Bielefeld/Oerlinghausen. Es herrscht Kampfstimmung in der Belegschaft des Nahrungsmittelherstellers Dr. Oetker an den Standorten Bielefeld und Oerlinghausen: “Heute ist kein Arbeitstag, heute ist Streiktag“, ruft der Gewerkschafter Thorsten Kleile den mehr als 150 Mitarbeitern und Mitarbeiterinnen vor den Toren des Puddingwerkes in Bielefeld-Brackwede zu, und schrilles Pfeifentrillern ist die Antwort. Es ist ein erster Warnstreik nach einer monatelangen Hängepartie.

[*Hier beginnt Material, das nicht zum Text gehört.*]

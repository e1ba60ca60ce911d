//! Caller validation
//!
//! Validation errors are raised locally, before any statement is sent to the
//! backend. They are always preventable by the caller and are reported as
//! user-actionable errors.

use crate::core::error_handling::ContextualError;
use once_cell::sync::Lazy;
use regex::Regex;

static IDENTIFIER: Lazy<Regex> = Lazy::new(|| {
    Regex::new(r"^[A-Za-z_][A-Za-z0-9_]{0,62}$").expect("identifier pattern is valid")
});

/// A parameter-shape violation detected before contacting the backend
#[derive(Debug, Clone, PartialEq, Eq, thiserror::Error)]
#[error("{message}")]
pub struct ValidationError {
    message: String,
}

impl ValidationError {
    pub fn new(message: &str) -> Self {
        Self {
            message: message.to_string(),
        }
    }

    pub fn message(&self) -> &str {
        &self.message
    }
}

impl ContextualError for ValidationError {
    fn is_user_actionable(&self) -> bool {
        true
    }

    fn user_message(&self) -> Option<&str> {
        Some(&self.message)
    }
}

/// Validate an unquoted SQL identifier (used for cursor names)
///
/// Identifiers are interpolated into `FETCH`/`CLOSE` statements, so anything
/// beyond plain letters, digits and underscores is rejected.
pub fn validate_identifier(kind: &str, value: &str) -> Result<(), ValidationError> {
    if IDENTIFIER.is_match(value) {
        Ok(())
    } else {
        Err(ValidationError::new(&format!(
            "Invalid {} '{}': expected a plain SQL identifier (letters, digits, underscore; max 63 chars)",
            kind, value
        )))
    }
}
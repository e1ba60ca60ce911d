use chrono::Utc;
use std::env;
use std::fs;
use std::path::Path;
use std::process::Command;

fn git_short_hash() -> Option<String> {
    let output = Command::new("git")
        .args(["rev-parse", "--short", "HEAD"])
        .output()
        .ok()?;
    if !output.status.success() {
        return None;
    }
    let hash = String::from_utf8(output.stdout).ok()?;
    Some(hash.trim().to_string())
}

fn main() {
    let out_dir = env::var_os("OUT_DIR").expect("cargo sets OUT_DIR for build scripts");
    let dest_path = Path::new(&out_dir).join("version.rs");

    let build_time = Utc::now().format("%Y-%m-%d %H:%M:%S UTC").to_string();
    let git_hash = git_short_hash().unwrap_or_else(|| "unknown".to_string());
    let target = env::var("TARGET").unwrap_or_else(|_| "unknown".to_string());

    let contents = format!(
        "pub const BUILD_TIME: &str = {:?};\npub const GIT_HASH: &str = {:?};\npub const BUILD_TARGET: &str = {:?};\n",
        build_time, git_hash, target
    );
    fs::write(&dest_path, contents).expect("version.rs is writable");

    println!("cargo:rerun-if-changed=build.rs");
    println!("cargo:rerun-if-changed=.git/HEAD");
}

Für den Ende März 2025 ausgelaufenen Gehaltstarifvertrag gebe es noch immer keinerlei Angebot der Geschäftsführung für Tariferhöhungen, beklagen Kleile, der Geschäftsführer der Gewerkschaft Nahrung-Genuss-Gaststätten (NGG) Ostwestfalen-Lippe, und Mohamed Boudih, der Verhandlungsführer und NRW-Landeschef der NGG. Ein erster Verhandlungstermin Ende Mai sei ergebnislos geblieben. Im Tarifstreit mit dem Oetker-Konzern hat die Gewerkschaft daher ihr Vorgehen verschärft: Für diesen Dienstag hatte sie die in Bielefeld und Oerlinghausen Beschäftigten der Dr. Oetker Nahrungsmittel KG und der IT-Tochterfirma OEDIV zur ersten Streikaktion aufgerufen.

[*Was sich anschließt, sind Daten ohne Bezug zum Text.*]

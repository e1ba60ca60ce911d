//! PgQ Client Protocol
//!
//! Client side of the PgQ transactional queue. The queue engine lives in
//! PostgreSQL and is reached only through its `pgq.*` functions; this module
//! wraps those calls with typed arguments and results and documents the order
//! producers and consumers must call them in.
//!
//! # Overview
//!
//! - **Execution boundary** ([`SqlExecutor`]): the only way statements reach
//!   the backend. Inject any implementation; [`PgExecutor`] ships for sqlx.
//! - **Administration** ([`QueueAdmin`]): create, drop, configure, inspect.
//! - **Producer** ([`QueueProducer`]): insert events.
//! - **Consumer** ([`QueueConsumer`]): register, claim, read, retry, finish.
//! - **Ticker** ([`QueueTicker`]): create batch boundaries on demand.
//!
//! # Architecture
//!
//! ```text
//! ┌────────────┐  insert_event   ┌──────────────────────────────┐
//! │  Producer  │ ──────────────▶ │            PgQ               │
//! └────────────┘                 │  events ─┬─ tick ─┬─ tick ─▶ │
//! ┌────────────┐  ticker         │          │ batch  │          │
//! │   Ticker   │ ──────────────▶ │          └────────┘          │
//! └────────────┘                 └──────────────▲───────────────┘
//! ┌────────────┐  next_batch / get_batch_events │
//! │  Consumer  │ ───────────────────────────────┘
//! └────────────┘  event_retry / finish_batch
//! ```
//!
//! Delivery is at least once. A consumer holds at most one open batch;
//! asking for the next batch while one is open returns it again.
//!
//! # Example Usage
//!
//! ```rust,no_run
//! use pgq_client::queue::{PgqClient, SqlExecutor};
//! use std::sync::Arc;
//!
//! # async fn example(executor: Arc<dyn SqlExecutor>) -> Result<(), Box<dyn std::error::Error>> {
//! let client = PgqClient::new(executor);
//!
//! client.admin().create_queue("orders").await?;
//! let consumer = client.consumer("orders", "billing");
//! consumer.register().await?;
//!
//! client
//!     .producer()
//!     .insert_event("orders", "order.created", "{\"id\":1}", None)
//!     .await?;
//! client.ticker().force_tick("orders").await?;
//!
//! if let Some(batch_id) = consumer.next_batch().await? {
//!     for event in consumer.get_batch_events(batch_id).await? {
//!         println!("{}: {:?}", event.ev_id, event.ev_data);
//!     }
//!     consumer.finish_batch(batch_id).await?;
//! }
//! # Ok(())
//! # }
//! ```

mod admin;
mod client;
mod consumer;
mod error;
mod executor;
mod interval;
mod marshal;
mod processor;
mod producer;
mod remote;
mod sql;
mod ticker;
mod types;

#[cfg(feature = "postgres")]
mod postgres;

pub mod api;

pub use admin::{ConsumerInfoQuery, QueueAdmin, QueueInfoQuery};
pub use client::PgqClient;
pub use consumer::{CursorRequest, QueueConsumer};
pub use error::{QueueError, QueueResult};
pub use executor::{BackendError, BackendResult, Row, SqlExecutor, Value};
pub use interval::Interval;
pub use marshal::{pad_extra, InsertShape, EXTRA_FIELD_COUNT};
pub use processor::{
    BatchHandler, BatchProcessor, BatchReport, EventOutcome, HandlerError, ProcessError,
};
pub use producer::QueueProducer;
pub use ticker::{PollPolicy, QueueTicker, TickRequest};
pub use types::{
    BatchInfo, BatchThresholds, ConsumerInfo, Event, NewEvent, NextBatch, QueueInfo, RetryAfter,
};

#[cfg(feature = "postgres")]
pub use postgres::PgExecutor;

Die Streikenden vor dem Werk, in dem neben Puddingpulver auch Müsli, Backmischungen und mehr hergestellt wird, erhielten prominente Unterstützung aus der Politik: Schon um 7 Uhr fand sich SPD-Politiker Ingo Nürnberger vor den Werkstoren ein, der Bielefelder Sozialdezernent und Kandidat für das Amt des Oberbürgermeisters kam bürgernah mit dem E-Bike: „Oetker muss Euch hören“, sagte Nürnberger und stellte fest, dass es „ziemlich einmalig“ sei, wenn das Unternehmen erst die Gespräche verweigerte und noch immer kein Angebot vorgelegt habe.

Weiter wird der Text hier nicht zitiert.